The work of John is a selective and inverted, narrative re-writing of 'The Law' and 'The Prophets' of the Hebrew Bible, climaxed in the portrayal of the new creation through the gift of the Spirit by the risen Jesus. (p. 7)

Before exploring the text, it is necessary briefly to explain the historical Toraic events which the fourth evangelist had in mind when he wrote the Gospel.

Introduction - events in Exodus 33-34: When reading the Prologue (especially 1:14, 18), one becomes aware that it is saturated with Toraic themes18 which the fourth evangelist has formed into a coherent unit.19 Boismard convincingly points to the fitting together of John 1:14-18 and

Exodus 33-34.20 Before comparing these two texts, it is appropriate to consider the episodes recounted in Exodus 3334 because these would be the events recalled by those who were thoroughly familiar with the history of the Hebrews when they heard or read certain Toraic vocabulary in the text of John 1:14-18.
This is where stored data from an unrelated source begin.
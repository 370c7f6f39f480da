//! Broadcast engine
//!
//! The controller owns the live pipeline and performs start, stop and live
//! effect splicing. Listeners are managed through the shared registry and
//! never notice a pipeline change.

pub mod command;
pub mod config;
pub mod controller;
pub mod state;

pub use command::CommandOutcome;
pub use config::EngineConfig;
pub use controller::BroadcastEngine;
pub use state::{BroadcastState, RewirePhase};
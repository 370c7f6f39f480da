//! Statistics and metrics for the broadcast engine

use std::sync::atomic::{AtomicU64, Ordering};
use std::time::{Duration, Instant};

/// Point-in-time broadcast statistics
#[derive(Debug, Clone, Default, PartialEq, Eq)]
pub struct BroadcastStats {
    /// Total bytes handed to the fan-out
    pub bytes_broadcast: u64,
    /// Total chunks handed to the fan-out
    pub chunks_broadcast: u64,
    /// Listener entries removed because their sink had closed
    pub clients_pruned: u64,
    /// Chunks dropped for a single listener whose buffer was full
    pub chunks_dropped: u64,
    /// Pipelines started (including re-arms)
    pub pipelines_started: u64,
    /// Effects spliced into the live mix
    pub effects_injected: u64,
    /// Time since the engine was created
    pub uptime: Duration,
}

impl BroadcastStats {
    /// Average fan-out throughput in bits per second over the uptime
    pub fn bitrate(&self) -> u64 {
        let secs = self.uptime.as_secs();
        if secs > 0 {
            (self.bytes_broadcast * 8) / secs
        } else {
            0
        }
    }
}

/// Live counters shared by the fan-out and the controller
#[derive(Debug)]
pub struct BroadcastCounters {
    started_at: Instant,
    bytes_broadcast: AtomicU64,
    chunks_broadcast: AtomicU64,
    clients_pruned: AtomicU64,
    chunks_dropped: AtomicU64,
    pipelines_started: AtomicU64,
    effects_injected: AtomicU64,
}

impl BroadcastCounters {
    pub fn new() -> Self {
        Self {
            started_at: Instant::now(),
            bytes_broadcast: AtomicU64::new(0),
            chunks_broadcast: AtomicU64::new(0),
            clients_pruned: AtomicU64::new(0),
            chunks_dropped: AtomicU64::new(0),
            pipelines_started: AtomicU64::new(0),
            effects_injected: AtomicU64::new(0),
        }
    }

    /// Record one chunk written to the fan-out
    pub fn record_chunk(&self, bytes: usize, dropped: u64, pruned: u64) {
        self.bytes_broadcast.fetch_add(bytes as u64, Ordering::Relaxed);
        self.chunks_broadcast.fetch_add(1, Ordering::Relaxed);
        self.chunks_dropped.fetch_add(dropped, Ordering::Relaxed);
        self.clients_pruned.fetch_add(pruned, Ordering::Relaxed);
    }

    pub fn record_pipeline_started(&self) {
        self.pipelines_started.fetch_add(1, Ordering::Relaxed);
    }

    pub fn record_effect_injected(&self) {
        self.effects_injected.fetch_add(1, Ordering::Relaxed);
    }

    /// Take a snapshot
    pub fn snapshot(&self) -> BroadcastStats {
        BroadcastStats {
            bytes_broadcast: self.bytes_broadcast.load(Ordering::Relaxed),
            chunks_broadcast: self.chunks_broadcast.load(Ordering::Relaxed),
            clients_pruned: self.clients_pruned.load(Ordering::Relaxed),
            chunks_dropped: self.chunks_dropped.load(Ordering::Relaxed),
            pipelines_started: self.pipelines_started.load(Ordering::Relaxed),
            effects_injected: self.effects_injected.load(Ordering::Relaxed),
            uptime: self.started_at.elapsed(),
        }
    }
}

impl Default for BroadcastCounters {
    fn default() -> Self {
        Self::new()
    }
}

#[cfg(test)]
mod tests {
    use super::*;

    #[test]
    fn test_counters_new() {
        let stats = BroadcastCounters::new().snapshot();
        assert_eq!(stats.bytes_broadcast, 0);
        assert_eq!(stats.chunks_broadcast, 0);
        assert_eq!(stats.clients_pruned, 0);
        assert_eq!(stats.chunks_dropped, 0);
        assert_eq!(stats.pipelines_started, 0);
        assert_eq!(stats.effects_injected, 0);
    }

    #[test]
    fn test_record_chunk() {
        let counters = BroadcastCounters::new();
        counters.record_chunk(4096, 1, 0);
        counters.record_chunk(1024, 0, 2);
        counters.record_effect_injected();
        counters.record_pipeline_started();

        let stats = counters.snapshot();
        assert_eq!(stats.bytes_broadcast, 5120);
        assert_eq!(stats.chunks_broadcast, 2);
        assert_eq!(stats.chunks_dropped, 1);
        assert_eq!(stats.clients_pruned, 2);
        assert_eq!(stats.effects_injected, 1);
        assert_eq!(stats.pipelines_started, 1);
    }

    #[test]
    fn test_bitrate() {
        let stats = BroadcastStats {
            bytes_broadcast: 160_000,
            uptime: Duration::from_secs(10),
            ..Default::default()
        };

        // 160,000 bytes * 8 bits / 10 seconds = 128,000 bps
        assert_eq!(stats.bitrate(), 128_000);
    }

    #[test]
    fn test_bitrate_zero_duration() {
        let stats = BroadcastStats {
            bytes_broadcast: 1_000_000,
            ..Default::default()
        };

        assert_eq!(stats.bitrate(), 0);
    }
}
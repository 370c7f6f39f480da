//! Pipeline stages
//!
//! A live pipeline is a chain of spawned tasks:
//!
//! ```text
//!   source ──► Feeder ──► mpsc ──► PacingStage ──► FanOut ──► listeners
//!     ▲
//!     └── file, or the output of an EffectMixer wrapping the previous source
//! ```
//!
//! The feeder owns the source and can hand it back on detach. The pacing
//! stage owns nothing upstream: it stops when its input closes or when it
//! is told to end, and can be gated on a predecessor so two stages never
//! write to the fan-out at once.

pub mod feeder;
pub mod mixer;
pub mod pacing;
pub mod source;

pub use feeder::{Feeder, FeederExit};
pub use mixer::{merge, MergeError};
pub use pacing::{PacingStage, Retirement};
pub use source::AudioSource;
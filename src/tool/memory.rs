//! In-memory audio tool
//!
//! Answers probe requests with canned bytes and performs a trivial byte-wise
//! "mix" of its input, so pipelines can be exercised without the real tool.

use std::io::{self, Cursor};
use std::sync::Mutex;

use tokio::io::{duplex, sink, AsyncReadExt, AsyncWriteExt};

use super::args::is_probe;
use super::{AudioTool, ToolProcess};

/// In-memory pipe capacity between the fake tool and its caller
const PIPE_CAPACITY: usize = 16 * 1024;

/// How the fake answers a bit-rate probe
#[derive(Debug, Clone, PartialEq, Eq)]
pub enum ProbeReply {
    /// Write this text to stdout
    Output(String),
    /// Write this text to stderr
    Error(String),
    /// Refuse to launch
    LaunchFailure,
}

/// How the fake answers a mix request
#[derive(Debug, Clone, Copy, PartialEq, Eq)]
pub enum MixBehavior {
    /// Add the given value (wrapping) to every input byte; 0 echoes input
    Overlay(u8),
    /// Refuse to launch
    LaunchFailure,
    /// Launch, write an error and end output immediately
    Crash,
}

/// Audio tool fake that never touches the filesystem or spawns processes
#[derive(Debug)]
pub struct MemoryTool {
    probe: ProbeReply,
    mix: MixBehavior,
    calls: Mutex<Vec<Vec<String>>>,
}

impl MemoryTool {
    /// Create a fake reporting a 128k bit rate and echoing mixes
    pub fn new() -> Self {
        Self {
            probe: ProbeReply::Output("128k\n".to_string()),
            mix: MixBehavior::Overlay(0),
            calls: Mutex::new(Vec::new()),
        }
    }

    /// Set the probe answer
    pub fn probe(mut self, reply: ProbeReply) -> Self {
        self.probe = reply;
        self
    }

    /// Set the mix behavior
    pub fn mix(mut self, behavior: MixBehavior) -> Self {
        self.mix = behavior;
        self
    }

    /// Argument lists of every launch attempt, in order
    pub fn calls(&self) -> Vec<Vec<String>> {
        self.calls.lock().map(|c| c.clone()).unwrap_or_default()
    }

    fn refused() -> io::Error {
        io::Error::new(io::ErrorKind::NotFound, "audio tool unavailable")
    }

    fn canned(stdout: &str, stderr: &str) -> ToolProcess {
        ToolProcess {
            stdin: Box::new(sink()),
            stdout: Box::new(Cursor::new(stdout.as_bytes().to_vec())),
            stderr: Box::new(Cursor::new(stderr.as_bytes().to_vec())),
        }
    }

    fn overlay(value: u8) -> ToolProcess {
        let (stdin, mut mix_in) = duplex(PIPE_CAPACITY);
        let (mut mix_out, stdout) = duplex(PIPE_CAPACITY);

        tokio::spawn(async move {
            let mut buf = vec![0u8; PIPE_CAPACITY];
            loop {
                let n = match mix_in.read(&mut buf).await {
                    Ok(0) | Err(_) => break,
                    Ok(n) => n,
                };
                for byte in &mut buf[..n] {
                    *byte = byte.wrapping_add(value);
                }
                if mix_out.write_all(&buf[..n]).await.is_err() {
                    break;
                }
            }
            let _ = mix_out.shutdown().await;
        });

        ToolProcess {
            stdin: Box::new(stdin),
            stdout: Box::new(stdout),
            stderr: Box::new(Cursor::new(Vec::new())),
        }
    }
}

impl Default for MemoryTool {
    fn default() -> Self {
        Self::new()
    }
}

impl AudioTool for MemoryTool {
    fn spawn(&self, args: &[String]) -> io::Result<ToolProcess> {
        if let Ok(mut calls) = self.calls.lock() {
            calls.push(args.to_vec());
        }

        if is_probe(args) {
            return match &self.probe {
                ProbeReply::Output(text) => Ok(Self::canned(text, "")),
                ProbeReply::Error(text) => Ok(Self::canned("", text)),
                ProbeReply::LaunchFailure => Err(Self::refused()),
            };
        }

        match self.mix {
            MixBehavior::Overlay(value) => Ok(Self::overlay(value)),
            MixBehavior::LaunchFailure => Err(Self::refused()),
            MixBehavior::Crash => Ok(Self::canned("", "mixer crashed")),
        }
    }
}

#[cfg(test)]
mod tests {
    use super::*;

    async fn read_all(mut reader: crate::tool::ToolOutput) -> Vec<u8> {
        let mut out = Vec::new();
        reader.read_to_end(&mut out).await.unwrap();
        out
    }

    #[tokio::test]
    async fn test_probe_output() {
        let tool = MemoryTool::new().probe(ProbeReply::Output("320k".into()));
        let args = vec!["--i".to_string(), "-B".to_string(), "a.mp3".to_string()];

        let process = tool.spawn(&args).unwrap();
        assert_eq!(read_all(process.stdout).await, b"320k");
        assert!(read_all(process.stderr).await.is_empty());
        assert_eq!(tool.calls(), vec![args]);
    }

    #[tokio::test]
    async fn test_overlay_mix() {
        let tool = MemoryTool::new().mix(MixBehavior::Overlay(1));

        let mut process = tool.spawn(&["-m".to_string()]).unwrap();
        process.stdin.write_all(&[1, 2, 255]).await.unwrap();
        process.stdin.shutdown().await.unwrap();
        drop(process.stdin);

        assert_eq!(read_all(process.stdout).await, vec![2, 3, 0]);
    }

    #[tokio::test]
    async fn test_launch_failures() {
        let tool = MemoryTool::new()
            .probe(ProbeReply::LaunchFailure)
            .mix(MixBehavior::LaunchFailure);

        assert!(tool.spawn(&["--i".to_string()]).is_err());
        assert!(tool.spawn(&["-m".to_string()]).is_err());
        assert_eq!(tool.calls().len(), 2);
    }
}
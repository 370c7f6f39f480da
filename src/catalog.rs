//! Effect catalog
//!
//! Resolves an effect name to a file in the effects directory by
//! case-insensitive substring match on the file name.

use std::path::{Path, PathBuf};

use crate::error::{Error, Result};

/// Directory of effect audio files
#[derive(Debug, Clone)]
pub struct EffectCatalog {
    dir: PathBuf,
}

impl EffectCatalog {
    /// Create a catalog over `dir`
    pub fn new(dir: impl Into<PathBuf>) -> Self {
        Self { dir: dir.into() }
    }

    /// Effects directory
    pub fn dir(&self) -> &Path {
        &self.dir
    }

    /// Resolve `name` to the first matching file, in file name order
    pub async fn resolve(&self, name: &str) -> Result<PathBuf> {
        let needle = name.trim().to_lowercase();
        if needle.is_empty() {
            return Err(Error::EffectNotFound(name.to_string()));
        }

        let mut entries = tokio::fs::read_dir(&self.dir).await?;
        let mut names = Vec::new();
        while let Some(entry) = entries.next_entry().await? {
            if entry.file_type().await?.is_file() {
                names.push(entry.file_name().to_string_lossy().into_owned());
            }
        }
        names.sort();

        names
            .into_iter()
            .find(|file| file.to_lowercase().contains(&needle))
            .map(|file| self.dir.join(file))
            .ok_or_else(|| Error::EffectNotFound(name.to_string()))
    }
}

#[cfg(test)]
mod tests {
    use super::*;

    fn catalog_with(files: &[&str]) -> (tempfile::TempDir, EffectCatalog) {
        let dir = tempfile::tempdir().unwrap();
        for file in files {
            std::fs::write(dir.path().join(file), b"fx").unwrap();
        }
        let catalog = EffectCatalog::new(dir.path());
        (dir, catalog)
    }

    #[tokio::test]
    async fn test_resolve_case_insensitive() {
        let (dir, catalog) = catalog_with(&["Applause Sound Effect.mp3", "boo.mp3"]);

        let path = catalog.resolve("applause").await.unwrap();
        assert_eq!(path, dir.path().join("Applause Sound Effect.mp3"));

        let path = catalog.resolve("BOO").await.unwrap();
        assert_eq!(path, dir.path().join("boo.mp3"));
    }

    #[tokio::test]
    async fn test_resolve_first_in_name_order() {
        let (dir, catalog) = catalog_with(&["laugh-2.mp3", "laugh-1.mp3"]);

        let path = catalog.resolve("laugh").await.unwrap();
        assert_eq!(path, dir.path().join("laugh-1.mp3"));
    }

    #[tokio::test]
    async fn test_resolve_not_found() {
        let (_dir, catalog) = catalog_with(&["boo.mp3"]);

        let err = catalog.resolve("fanfare").await.unwrap_err();
        assert!(matches!(err, Error::EffectNotFound(ref name) if name == "fanfare"));

        let err = catalog.resolve("  ").await.unwrap_err();
        assert!(matches!(err, Error::EffectNotFound(_)));
    }

    #[tokio::test]
    async fn test_missing_directory() {
        let catalog = EffectCatalog::new("/nonexistent/airwave/fx");

        let err = catalog.resolve("boo").await.unwrap_err();
        assert!(matches!(err, Error::Io(_)));
    }
}
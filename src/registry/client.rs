//! Per-listener sink and stream types

use std::fmt;

use bytes::Bytes;
use tokio::sync::mpsc::{self, error::TrySendError};

/// Unique identifier for a listener connection
#[derive(Debug, Clone, Copy, PartialEq, Eq, Hash, PartialOrd, Ord)]
pub struct ClientId(u64);

impl ClientId {
    pub(crate) fn new(raw: u64) -> Self {
        Self(raw)
    }

    /// Raw numeric value
    pub fn as_u64(self) -> u64 {
        self.0
    }
}

impl fmt::Display for ClientId {
    fn fmt(&self, f: &mut fmt::Formatter<'_>) -> fmt::Result {
        write!(f, "client-{}", self.0)
    }
}

/// Result of handing one chunk to one sink
#[derive(Debug, Clone, Copy, PartialEq, Eq)]
pub(crate) enum Delivery {
    /// Queued for the listener
    Sent,
    /// Listener buffer full, chunk dropped for this listener only
    Dropped,
    /// Listener went away
    Closed,
}

/// Writing half of a listener connection, owned by the registry
#[derive(Debug)]
pub(crate) struct ClientSink {
    tx: mpsc::Sender<Bytes>,
}

impl ClientSink {
    /// Non-blocking write; never waits on a slow listener
    pub(crate) fn deliver(&self, chunk: &Bytes) -> Delivery {
        match self.tx.try_send(chunk.clone()) {
            Ok(()) => Delivery::Sent,
            Err(TrySendError::Full(_)) => Delivery::Dropped,
            Err(TrySendError::Closed(_)) => Delivery::Closed,
        }
    }

    pub(crate) fn is_closed(&self) -> bool {
        self.tx.is_closed()
    }
}

/// Reading half of a listener connection, handed to the transport layer
///
/// Dropping (or closing) the stream closes the sink; the fan-out prunes the
/// registry entry on its next write.
#[derive(Debug)]
pub struct ClientStream {
    id: ClientId,
    rx: mpsc::Receiver<Bytes>,
}

impl ClientStream {
    /// Connection identifier
    pub fn id(&self) -> ClientId {
        self.id
    }

    /// Wait for the next chunk; `None` once the sink is gone
    pub async fn recv(&mut self) -> Option<Bytes> {
        self.rx.recv().await
    }

    /// Take a chunk if one is already buffered
    pub fn try_recv(&mut self) -> Option<Bytes> {
        self.rx.try_recv().ok()
    }

    /// Mark the listener as gone while keeping buffered chunks readable
    pub fn close(&mut self) {
        self.rx.close();
    }
}

/// Create a connected sink/stream pair
pub(crate) fn pair(id: ClientId, capacity: usize) -> (ClientSink, ClientStream) {
    let (tx, rx) = mpsc::channel(capacity.max(1));
    (ClientSink { tx }, ClientStream { id, rx })
}

#[cfg(test)]
mod tests {
    use super::*;

    #[tokio::test]
    async fn test_sink_delivers_to_stream() {
        let (sink, mut stream) = pair(ClientId::new(7), 4);

        assert_eq!(sink.deliver(&Bytes::from_static(b"abc")), Delivery::Sent);
        assert_eq!(stream.recv().await.unwrap(), Bytes::from_static(b"abc"));
        assert_eq!(stream.id().to_string(), "client-7");
    }

    #[test]
    fn test_full_buffer_drops() {
        let (sink, _stream) = pair(ClientId::new(1), 1);

        assert_eq!(sink.deliver(&Bytes::from_static(b"a")), Delivery::Sent);
        assert_eq!(sink.deliver(&Bytes::from_static(b"b")), Delivery::Dropped);
    }

    #[test]
    fn test_closed_stream_closes_sink() {
        let (sink, mut stream) = pair(ClientId::new(1), 1);
        assert!(!sink.is_closed());

        stream.close();
        assert!(sink.is_closed());
        assert_eq!(sink.deliver(&Bytes::from_static(b"a")), Delivery::Closed);

        let (sink, stream) = pair(ClientId::new(2), 1);
        drop(stream);
        assert_eq!(sink.deliver(&Bytes::from_static(b"a")), Delivery::Closed);
    }
}
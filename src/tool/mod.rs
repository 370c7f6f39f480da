//! External audio tool adapter
//!
//! Audio analysis and mixing are delegated to a separately running program.
//! The engine only sees its three standard channels as independent byte
//! streams, so the tool can be swapped for an in-memory fake in tests.
//!
//! ```text
//!   engine ──► stdin  ──►┌────────────┐──► stdout ──► engine
//!                        │ audio tool │
//!                        └────────────┘──► stderr ──► engine
//! ```

pub mod args;
pub mod memory;
pub mod sox;

use std::io;

use tokio::io::{AsyncRead, AsyncWrite};

pub use memory::{MemoryTool, MixBehavior, ProbeReply};
pub use sox::SoxTool;

/// Writable tool channel
pub type ToolInput = Box<dyn AsyncWrite + Send + Unpin>;

/// Readable tool channel
pub type ToolOutput = Box<dyn AsyncRead + Send + Unpin>;

/// A launched tool process, exposed as its three standard channels
pub struct ToolProcess {
    /// Standard input
    pub stdin: ToolInput,
    /// Standard output
    pub stdout: ToolOutput,
    /// Standard error
    pub stderr: ToolOutput,
}

/// Capability to launch the external audio tool
///
/// Implementations must not block: the process runs asynchronously and
/// its failure surfaces through its channels.
pub trait AudioTool: Send + Sync + 'static {
    /// Launch the tool with the given argument list
    fn spawn(&self, args: &[String]) -> io::Result<ToolProcess>;
}
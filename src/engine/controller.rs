//! Pipeline controller
//!
//! Owns the live pipeline and rewires it while listeners stay connected.
//!
//! # Effect splicing
//!
//! ```text
//!  before:  source ──► feeder ──► pacing(A) ──► fan-out
//!
//!  1. pacing(B) spawned, wired to fan-out, gated on A retiring
//!  2. feeder detached: A drains what it already holds, source handed back
//!  3. source ──► mixer(effect) ──► feeder' ──► pacing(B)
//!
//!  after:   mixer(source, effect) ──► feeder' ──► pacing(B) ──► fan-out
//! ```
//!
//! All operations are serialized through one async mutex; concurrent
//! splices are applied one after the other in arrival order.

use std::path::Path;
use std::sync::Arc;

use tokio::sync::Mutex;

use crate::catalog::EffectCatalog;
use crate::error::{Error, Result};
use crate::media::{probe_or_fallback, BitRate};
use crate::pipeline::{self, source, AudioSource, Feeder, FeederExit, MergeError, PacingStage};
use crate::registry::{ClientId, ClientRegistry, ClientStream, FanOut};
use crate::stats::{BroadcastCounters, BroadcastStats};
use crate::tool::{AudioTool, SoxTool};

use super::config::EngineConfig;
use super::state::{BroadcastState, RewirePhase};

/// The pipeline currently writing to the fan-out
struct LivePipeline {
    /// Current pacing stage
    pacing: PacingStage,
    /// Feeder of the current source; `None` once the source has been
    /// fully read
    feeder: Option<Feeder>,
    /// Bit rate the pacing rate was derived from
    bit_rate: BitRate,
    /// Effects layered into the current source
    effects: usize,
}

#[derive(Default)]
struct PipelineState {
    live: Option<LivePipeline>,
    /// Stages replaced or ended but possibly still writing, oldest first.
    /// Each stage is gated on the one before it, so the last entry retires
    /// last.
    retiring: Vec<PacingStage>,
}

impl PipelineState {
    fn reap_retired(&mut self) {
        self.retiring.retain(|stage| !stage.is_finished());
    }

    fn is_streaming(&self) -> bool {
        self.live
            .as_ref()
            .is_some_and(|live| !live.pacing.is_finished())
    }
}

/// Live audio broadcast engine
///
/// Paces one source to real-time speed and fans it out to every registered
/// listener.
pub struct BroadcastEngine<T: AudioTool = SoxTool> {
    config: EngineConfig,
    tool: Arc<T>,
    registry: Arc<ClientRegistry>,
    fanout: FanOut,
    catalog: EffectCatalog,
    counters: Arc<BroadcastCounters>,
    state: Mutex<PipelineState>,
}

impl BroadcastEngine<SoxTool> {
    /// Create an engine using the configured external tool
    pub fn new(config: EngineConfig) -> Self {
        let tool = SoxTool::new(config.tool_program.clone());
        Self::with_tool(config, tool)
    }
}

impl<T: AudioTool> BroadcastEngine<T> {
    /// Create an engine with a custom audio tool
    pub fn with_tool(config: EngineConfig, tool: T) -> Self {
        let registry = Arc::new(ClientRegistry::with_buffer(config.client_buffer_chunks));
        Self::with_registry(config, tool, registry)
    }

    /// Create an engine over an existing listener registry
    pub fn with_registry(config: EngineConfig, tool: T, registry: Arc<ClientRegistry>) -> Self {
        let counters = Arc::new(BroadcastCounters::new());
        let fanout = FanOut::new(Arc::clone(&registry), Arc::clone(&counters));
        let catalog = EffectCatalog::new(config.effects_dir.clone());

        Self {
            config,
            tool: Arc::new(tool),
            registry,
            fanout,
            catalog,
            counters,
            state: Mutex::new(PipelineState::default()),
        }
    }

    /// Get the engine configuration
    pub fn config(&self) -> &EngineConfig {
        &self.config
    }

    /// Get the listener registry
    pub fn registry(&self) -> &Arc<ClientRegistry> {
        &self.registry
    }

    /// Get the audio tool
    pub fn tool(&self) -> &T {
        &self.tool
    }

    /// Get the effect catalog
    pub fn catalog(&self) -> &EffectCatalog {
        &self.catalog
    }

    /// Register a listener
    pub async fn register(&self) -> (ClientId, ClientStream) {
        self.registry.register().await
    }

    /// Unregister a listener; no-op if already gone
    pub async fn unregister(&self, id: ClientId) {
        self.registry.unregister(id).await;
    }

    /// Current broadcast state
    pub async fn state(&self) -> BroadcastState {
        if self.state.lock().await.is_streaming() {
            BroadcastState::Streaming
        } else {
            BroadcastState::Idle
        }
    }

    /// Bit rate of the current pipeline, if one exists
    pub async fn bit_rate(&self) -> Option<BitRate> {
        self.state.lock().await.live.as_ref().map(|live| live.bit_rate)
    }

    /// Effects layered into the current pipeline
    pub async fn effect_depth(&self) -> usize {
        self.state
            .lock()
            .await
            .live
            .as_ref()
            .map_or(0, |live| live.effects)
    }

    /// Statistics snapshot
    pub fn stats(&self) -> BroadcastStats {
        self.counters.snapshot()
    }

    /// Start broadcasting the configured source
    ///
    /// Resolves once the pipeline is wired, not when streaming finishes.
    /// When already streaming, the source is re-armed from the beginning;
    /// the previous pipeline and any stage still draining are ended, and
    /// the new one writes only after all of them have retired.
    pub async fn start(&self) -> Result<()> {
        let mut state = self.state.lock().await;
        state.reap_retired();

        let path = self.config.source_path.as_path();
        tracing::info!(source = %path.display(), "Starting broadcast");

        let bit_rate =
            probe_or_fallback(self.tool.as_ref(), path, self.config.fallback_bit_rate).await;
        let byte_rate = self.config.byte_rate(bit_rate.bits_per_sec());
        let source = source::open(path).await?;

        // Re-arm: every old stage stops now, the new one waits for them.
        // Retirement is chained, so the live stage retires last.
        for stage in state.retiring.iter_mut() {
            stage.end();
        }
        if let Some(mut previous) = state.live.take() {
            previous.pacing.end();
            state.retiring.push(previous.pacing);
        }
        let predecessor = state.retiring.last().map(PacingStage::retirement);

        let (pacing, input) = PacingStage::spawn(
            byte_rate,
            self.fanout.clone(),
            self.config.pacing_queue_chunks,
            predecessor,
        );
        let feeder = Feeder::spawn(source, input, self.config.read_chunk_size);

        state.live = Some(LivePipeline {
            pacing,
            feeder: Some(feeder),
            bit_rate,
            effects: 0,
        });
        self.counters.record_pipeline_started();

        tracing::info!(
            source = %path.display(),
            bit_rate = %bit_rate,
            byte_rate = byte_rate,
            "Broadcast pipeline wired"
        );

        Ok(())
    }

    /// Stop broadcasting
    ///
    /// Ends the current pacing stage (and any stage still draining) without
    /// touching listeners; a later `start` reaches them again once the
    /// ended stages have let go of the fan-out.
    pub async fn stop(&self) {
        let mut state = self.state.lock().await;

        for stage in state.retiring.iter_mut() {
            stage.end();
        }
        state.reap_retired();

        match state.live.take() {
            Some(mut live) => {
                live.pacing.end();
                state.retiring.push(live.pacing);
                tracing::info!(
                    source = %self.config.source_path.display(),
                    effects = live.effects,
                    "Ending broadcast"
                );
            }
            None => tracing::debug!("Stop requested while idle"),
        }
    }

    /// Splice an effect into the live mix
    ///
    /// Unknown effects are rejected before the pipeline is touched.
    /// Resolves once the mixed source is installed.
    pub async fn inject_effect(&self, name: &str) -> Result<()> {
        let effect = self.catalog.resolve(name).await?;
        self.splice(&effect).await
    }

    /// Splice an already resolved effect file into the live mix
    pub async fn splice(&self, effect: &Path) -> Result<()> {
        let mut state = self.state.lock().await;
        state.reap_retired();

        if !state.is_streaming() {
            return Err(Error::NotStreaming);
        }
        let Some(mut live) = state.live.take() else {
            return Err(Error::NotStreaming);
        };

        // 1. Next stage at the same rate, wired but gated on the current one
        let (mut next, next_input) = PacingStage::spawn(
            live.pacing.byte_rate(),
            self.fanout.clone(),
            self.config.pacing_queue_chunks,
            Some(live.pacing.retirement()),
        );
        tracing::debug!(effect = %effect.display(), phase = %RewirePhase::PendingDetach, "Rewiring");

        // 2. Stop pulling from the source; 3. continue once it is released
        let exit = match live.feeder.take() {
            Some(feeder) => feeder.detach().await,
            None => FeederExit::Exhausted,
        };

        let detached = match exit {
            FeederExit::Detached(source) => source,
            other => {
                next.end();
                drop(next_input);
                state.live = Some(live);
                tracing::warn!(effect = %effect.display(), exit = ?other, "Effect skipped, source already released");
                return Err(match other {
                    FeederExit::Failed(e) => Error::Io(e),
                    FeederExit::Abandoned => Error::NotStreaming,
                    _ => Error::SourceExhausted,
                });
            }
        };

        tracing::debug!(effect = %effect.display(), phase = %RewirePhase::Merging, "Rewiring");
        let (merged, mixed) = self.merge_or_fallback(effect, detached);
        let effects = live.effects + usize::from(mixed);
        let feeder = Feeder::spawn(merged, next_input, self.config.read_chunk_size);

        state.retiring.push(live.pacing);
        state.live = Some(LivePipeline {
            pacing: next,
            feeder: Some(feeder),
            bit_rate: live.bit_rate,
            effects,
        });
        if mixed {
            self.counters.record_effect_injected();
        }

        tracing::info!(
            effect = %effect.display(),
            phase = %RewirePhase::Installed,
            effects = effects,
            "Added effect to broadcast"
        );

        Ok(())
    }

    /// Mixed source, or the untouched source when the mixer cannot launch
    fn merge_or_fallback(&self, effect: &Path, source: AudioSource) -> (AudioSource, bool) {
        match pipeline::merge(self.tool.as_ref(), &self.config, effect, source) {
            Ok(merged) => (merged, true),
            Err(MergeError { error, primary }) => {
                tracing::warn!(
                    effect = %effect.display(),
                    error = %error,
                    "Mixer unavailable, continuing without effect"
                );
                (primary, false)
            }
        }
    }
}
//! Media inspection
//!
//! The engine never decodes audio itself; it only needs the encoded bit rate
//! of a source to pace it at real-time speed.

pub mod bitrate;

pub use bitrate::{probe, probe_or_fallback, BitRate};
The historical events leading to what happened in Exodus 33-34 are the following:21 God had concluded with the Hebrews a covenant which he sealed by the gift of the Law (Ex 19-20). Unfortunately, the Hebrews broke the covenant. They gave themselves up to idolatry in building the golden calf. This consequently led to Moses breaking the table of the Law (Ex 32). God rejected these unfaithful people. God then ordered them to continue on their way to the promised Land although he would not accompany them because of their unfaithfulness (Ex 33:1-3). Moses insists that God should rethink his decision. His presence is indispensable to protect Israel against their enemies whom they will meet along the way (33:15-16). God agrees to do so, but Moses insists on visible proof of his presence: Moses then asks to see God (33:17-18). God consequently answers Moses that it is impossible for a human being to see God (33:19-23). Nevertheless, God agrees to Moses' request as far as possible. Moses will not see God's face. He will only see him from behind. In the course of this theophany, God reveals to Moses his name, that is, who he is (34:1-7). Finally, God dictates the Law a second time to Moses, who puts it down in writing (34:10-28). After Moses had come down from the mountain, he conversed with God in the tent at times. At other times, he returned to the Hebrews to tell them everything which God has commanded them (34:29-34) (Boismard 1993:94).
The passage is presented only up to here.